### [WORK INSTRUCTIONS]
Across the records, how many lines contain "DatasetPaths"? Answer with the number alone.

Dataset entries
══════════════════════════════

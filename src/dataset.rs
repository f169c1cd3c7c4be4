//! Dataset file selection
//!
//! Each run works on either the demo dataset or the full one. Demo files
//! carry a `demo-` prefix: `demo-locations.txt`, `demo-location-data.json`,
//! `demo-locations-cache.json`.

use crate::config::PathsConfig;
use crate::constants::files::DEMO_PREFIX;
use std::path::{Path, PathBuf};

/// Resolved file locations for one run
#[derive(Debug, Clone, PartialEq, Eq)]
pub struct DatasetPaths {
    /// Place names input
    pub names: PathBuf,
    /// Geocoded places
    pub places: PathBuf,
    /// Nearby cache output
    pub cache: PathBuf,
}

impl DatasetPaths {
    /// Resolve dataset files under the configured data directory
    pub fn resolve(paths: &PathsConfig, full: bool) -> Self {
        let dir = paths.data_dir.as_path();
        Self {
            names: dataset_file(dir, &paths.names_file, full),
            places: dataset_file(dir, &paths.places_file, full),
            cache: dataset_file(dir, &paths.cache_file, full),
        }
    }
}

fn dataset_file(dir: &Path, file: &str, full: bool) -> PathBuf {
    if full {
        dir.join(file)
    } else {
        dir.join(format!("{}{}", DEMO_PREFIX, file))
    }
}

══════════════════════════════

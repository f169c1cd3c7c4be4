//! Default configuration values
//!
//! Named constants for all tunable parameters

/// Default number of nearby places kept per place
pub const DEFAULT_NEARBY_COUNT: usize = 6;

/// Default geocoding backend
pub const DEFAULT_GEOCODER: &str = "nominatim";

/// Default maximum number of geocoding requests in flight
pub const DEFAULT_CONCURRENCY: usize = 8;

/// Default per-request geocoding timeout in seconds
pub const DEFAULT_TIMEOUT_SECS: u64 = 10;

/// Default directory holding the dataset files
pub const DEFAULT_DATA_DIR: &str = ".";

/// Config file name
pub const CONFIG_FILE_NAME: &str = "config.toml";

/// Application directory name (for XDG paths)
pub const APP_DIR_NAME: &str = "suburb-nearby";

══════════════════════════════

### [TASK ANSWER]
2